• [RECORD EXTRACTS]:
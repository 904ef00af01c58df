use kube::CustomResource;
use schemars::JsonSchema;
use serde::{Deserialize, Serialize};
use std::collections::BTreeMap;
use thiserror::Error;

/// A named authentication/authorization policy applied to routes.
///
/// Exactly one variant field must be set; [`AccessControlPolicySpec::variant`]
/// enforces this at the point of use.
#[derive(Clone, Debug, Default, PartialEq, CustomResource, Deserialize, Serialize, JsonSchema)]
#[kube(
    group = "hub.traefik.io",
    version = "v1alpha1",
    kind = "AccessControlPolicy",
    status = "AccessControlPolicyStatus"
)]
#[serde(rename_all = "camelCase")]
pub struct AccessControlPolicySpec {
    #[serde(default, skip_serializing_if = "Option::is_none")]
    pub jwt: Option<JwtConfig>,

    #[serde(default, skip_serializing_if = "Option::is_none")]
    pub basic_auth: Option<BasicAuthConfig>,

    #[serde(default, skip_serializing_if = "Option::is_none")]
    pub api_key: Option<ApiKeyConfig>,

    #[serde(default, skip_serializing_if = "Option::is_none")]
    pub oidc: Option<OidcConfig>,

    #[serde(default, skip_serializing_if = "Option::is_none")]
    pub oidc_google: Option<OidcGoogleConfig>,

    #[serde(default, skip_serializing_if = "Option::is_none")]
    pub o_auth_intro: Option<OAuthIntrospectionConfig>,
}

#[derive(Clone, Debug, Default, PartialEq, Deserialize, Serialize, JsonSchema)]
#[serde(rename_all = "camelCase")]
pub struct AccessControlPolicyStatus {
    #[serde(default, skip_serializing_if = "Option::is_none")]
    pub version: Option<String>,

    #[serde(default, skip_serializing_if = "Option::is_none")]
    pub synced_at: Option<String>,

    #[serde(default, skip_serializing_if = "Option::is_none")]
    pub spec_hash: Option<String>,
}

#[derive(Debug, Error, PartialEq)]
pub enum InvalidSpec {
    #[error("an access control policy must configure exactly one authentication method")]
    NoVariant,

    #[error("an access control policy must configure exactly one authentication method, found {0}")]
    MultipleVariants(usize),
}

/// The single configured variant of a policy.
#[derive(Debug, Clone, PartialEq)]
pub enum AcpVariant<'a> {
    Jwt(&'a JwtConfig),
    BasicAuth(&'a BasicAuthConfig),
    ApiKey(&'a ApiKeyConfig),
    Oidc(&'a OidcConfig),
    OidcGoogle(&'a OidcGoogleConfig),
    OAuthIntro(&'a OAuthIntrospectionConfig),
}

impl AccessControlPolicySpec {
    /// Returns the configured variant, rejecting zero or multiple variants.
    pub fn variant(&self) -> Result<AcpVariant<'_>, InvalidSpec> {
        let mut found = Vec::new();
        if let Some(cfg) = &self.jwt {
            found.push(AcpVariant::Jwt(cfg));
        }
        if let Some(cfg) = &self.basic_auth {
            found.push(AcpVariant::BasicAuth(cfg));
        }
        if let Some(cfg) = &self.api_key {
            found.push(AcpVariant::ApiKey(cfg));
        }
        if let Some(cfg) = &self.oidc {
            found.push(AcpVariant::Oidc(cfg));
        }
        if let Some(cfg) = &self.oidc_google {
            found.push(AcpVariant::OidcGoogle(cfg));
        }
        if let Some(cfg) = &self.o_auth_intro {
            found.push(AcpVariant::OAuthIntro(cfg));
        }

        match found.len() {
            0 => Err(InvalidSpec::NoVariant),
            1 => Ok(found.remove(0)),
            n => Err(InvalidSpec::MultipleVariants(n)),
        }
    }
}

/// Where a handler finds the credential on the incoming request.
#[derive(Clone, Debug, Default, PartialEq, Deserialize, Serialize, JsonSchema)]
#[serde(rename_all = "camelCase")]
pub struct TokenSource {
    /// Header carrying the token, e.g. `Authorization`.
    #[serde(default, skip_serializing_if = "Option::is_none")]
    pub header: Option<String>,

    /// Scheme prefix expected on the header value, e.g. `Bearer`.
    #[serde(default, skip_serializing_if = "Option::is_none")]
    pub header_auth_scheme: Option<String>,

    #[serde(default, skip_serializing_if = "Option::is_none")]
    pub query: Option<String>,

    #[serde(default, skip_serializing_if = "Option::is_none")]
    pub cookie: Option<String>,
}

#[derive(Clone, Debug, Default, PartialEq, Deserialize, Serialize, JsonSchema)]
#[serde(rename_all = "camelCase")]
pub struct JwtConfig {
    /// HMAC secret, optionally base64 encoded.
    #[serde(default, skip_serializing_if = "Option::is_none")]
    pub signing_secret: Option<String>,

    #[serde(default)]
    pub signing_secret_base64_encoded: bool,

    /// PEM-encoded RSA or EC public key.
    #[serde(default, skip_serializing_if = "Option::is_none")]
    pub public_key: Option<String>,

    /// Inline JWKS document.
    #[serde(default, skip_serializing_if = "Option::is_none")]
    pub jwks_file: Option<String>,

    #[serde(default, skip_serializing_if = "Option::is_none")]
    pub jwks_url: Option<String>,

    #[serde(default)]
    pub strip_authorization_header: bool,

    #[serde(default, skip_serializing_if = "Option::is_none")]
    pub token_source: Option<TokenSource>,

    /// Claims predicate; rejection yields 403.
    #[serde(default, skip_serializing_if = "Option::is_none")]
    pub claims: Option<String>,

    /// `header name → claim dot-path` re-emitted on allowed responses.
    #[serde(default, skip_serializing_if = "BTreeMap::is_empty")]
    pub forward_headers: BTreeMap<String, String>,
}

#[derive(Clone, Debug, Default, PartialEq, Deserialize, Serialize, JsonSchema)]
#[serde(rename_all = "camelCase")]
pub struct BasicAuthConfig {
    /// `user:bcrypt-hash` entries.
    #[serde(default)]
    pub users: Vec<String>,

    #[serde(default, skip_serializing_if = "Option::is_none")]
    pub realm: Option<String>,

    #[serde(default)]
    pub strip_authorization_header: bool,

    /// Forward the authenticated username in this header.
    #[serde(default, skip_serializing_if = "Option::is_none")]
    pub forward_username_header: Option<String>,
}

#[derive(Clone, Debug, Default, PartialEq, Deserialize, Serialize, JsonSchema)]
#[serde(rename_all = "camelCase")]
pub struct ApiKeyConfig {
    #[serde(default, skip_serializing_if = "Option::is_none")]
    pub token_source: Option<TokenSource>,

    #[serde(default)]
    pub keys: Vec<ApiKey>,

    #[serde(default, skip_serializing_if = "BTreeMap::is_empty")]
    pub forward_headers: BTreeMap<String, String>,
}

#[derive(Clone, Debug, Default, PartialEq, Deserialize, Serialize, JsonSchema)]
#[serde(rename_all = "camelCase")]
pub struct ApiKey {
    pub id: String,

    /// SHA-256 digest of the key, hex encoded.
    pub value: String,

    #[serde(default, skip_serializing_if = "BTreeMap::is_empty")]
    pub metadata: BTreeMap<String, String>,
}

#[derive(Clone, Debug, Default, PartialEq, Deserialize, Serialize, JsonSchema)]
#[serde(rename_all = "camelCase")]
pub struct OidcConfig {
    pub issuer: String,

    pub client_id: String,

    pub client_secret: String,

    /// Callback URL; either absolute or a path resolved against the
    /// forwarded host.
    pub redirect_url: String,

    #[serde(default, skip_serializing_if = "Option::is_none")]
    pub logout_url: Option<String>,

    #[serde(default)]
    pub scopes: Vec<String>,

    /// Extra parameters appended to the authorization request.
    #[serde(default, skip_serializing_if = "BTreeMap::is_empty")]
    pub auth_params: BTreeMap<String, String>,

    #[serde(default, skip_serializing_if = "Option::is_none")]
    pub state_cookie: Option<CookieConfig>,

    #[serde(default, skip_serializing_if = "Option::is_none")]
    pub session: Option<SessionConfig>,

    #[serde(default, skip_serializing_if = "Option::is_none")]
    pub claims: Option<String>,

    #[serde(default, skip_serializing_if = "BTreeMap::is_empty")]
    pub forward_headers: BTreeMap<String, String>,
}

/// Google is a plain OIDC provider with a pinned issuer and an allow-list
/// of account emails.
#[derive(Clone, Debug, Default, PartialEq, Deserialize, Serialize, JsonSchema)]
#[serde(rename_all = "camelCase")]
pub struct OidcGoogleConfig {
    pub client_id: String,

    pub client_secret: String,

    pub redirect_url: String,

    #[serde(default, skip_serializing_if = "Option::is_none")]
    pub logout_url: Option<String>,

    #[serde(default)]
    pub emails: Vec<String>,

    #[serde(default, skip_serializing_if = "BTreeMap::is_empty")]
    pub auth_params: BTreeMap<String, String>,

    #[serde(default, skip_serializing_if = "Option::is_none")]
    pub state_cookie: Option<CookieConfig>,

    #[serde(default, skip_serializing_if = "Option::is_none")]
    pub session: Option<SessionConfig>,

    #[serde(default, skip_serializing_if = "BTreeMap::is_empty")]
    pub forward_headers: BTreeMap<String, String>,
}

#[derive(Clone, Debug, Default, PartialEq, Deserialize, Serialize, JsonSchema)]
#[serde(rename_all = "camelCase")]
pub struct CookieConfig {
    #[serde(default, skip_serializing_if = "Option::is_none")]
    pub same_site: Option<String>,

    #[serde(default)]
    pub secure: bool,

    #[serde(default, skip_serializing_if = "Option::is_none")]
    pub domain: Option<String>,

    #[serde(default, skip_serializing_if = "Option::is_none")]
    pub path: Option<String>,
}

#[derive(Clone, Debug, Default, PartialEq, Deserialize, Serialize, JsonSchema)]
#[serde(rename_all = "camelCase")]
pub struct SessionConfig {
    /// AEAD secret protecting the session cookie.
    pub secret: String,

    /// Ask the provider for offline access and refresh expired sessions.
    #[serde(default)]
    pub refresh: Option<bool>,

    #[serde(default, skip_serializing_if = "Option::is_none")]
    pub same_site: Option<String>,

    #[serde(default)]
    pub secure: bool,

    #[serde(default, skip_serializing_if = "Option::is_none")]
    pub domain: Option<String>,

    #[serde(default, skip_serializing_if = "Option::is_none")]
    pub path: Option<String>,
}

#[derive(Clone, Debug, Default, PartialEq, Deserialize, Serialize, JsonSchema)]
#[serde(rename_all = "camelCase")]
pub struct OAuthIntrospectionConfig {
    /// Introspection endpoint URL.
    pub url: String,

    pub auth: IntrospectionAuth,

    /// Extra headers on the introspection request. Values may reference the
    /// incoming request with `{{ .Request.Host }}`, `{{ .Request.Method }}`
    /// or `{{ .Request.Header.<Name> }}`.
    #[serde(default, skip_serializing_if = "BTreeMap::is_empty")]
    pub headers: BTreeMap<String, String>,

    #[serde(default, skip_serializing_if = "Option::is_none")]
    pub token_type_hint: Option<String>,

    #[serde(default, skip_serializing_if = "Option::is_none")]
    pub token_source: Option<TokenSource>,

    #[serde(default, skip_serializing_if = "Option::is_none")]
    pub claims: Option<String>,

    #[serde(default, skip_serializing_if = "BTreeMap::is_empty")]
    pub forward_headers: BTreeMap<String, String>,
}

/// How the agent authenticates against the introspection endpoint.
#[derive(Clone, Debug, PartialEq, Deserialize, Serialize, JsonSchema)]
#[serde(rename_all = "camelCase", tag = "mode")]
pub enum IntrospectionAuth {
    Bearer { token: String },
    Basic { username: String, password: String },
    Query { key: String, value: String },
    Header { key: String, value: String },
}

impl Default for IntrospectionAuth {
    fn default() -> Self {
        IntrospectionAuth::Bearer {
            token: String::new(),
        }
    }
}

• [TASK GOAL]: Starting at the first line of the data above, retype each line exactly until you reach the line containing "point of use.", and include that line too.

• [RESULT OF THE EXERCISE]:
repository 904ef00af01c58df
use kube::CustomResource;
use schemars::JsonSchema;
use serde::{Deserialize, Serialize};
use std::collections::BTreeMap;
use thiserror::Error;

/// A named authentication/authorization policy applied to routes.
///
/// Exactly one variant field must be set; [`AccessControlPolicySpec::variant`]
/// enforces this at the point of use.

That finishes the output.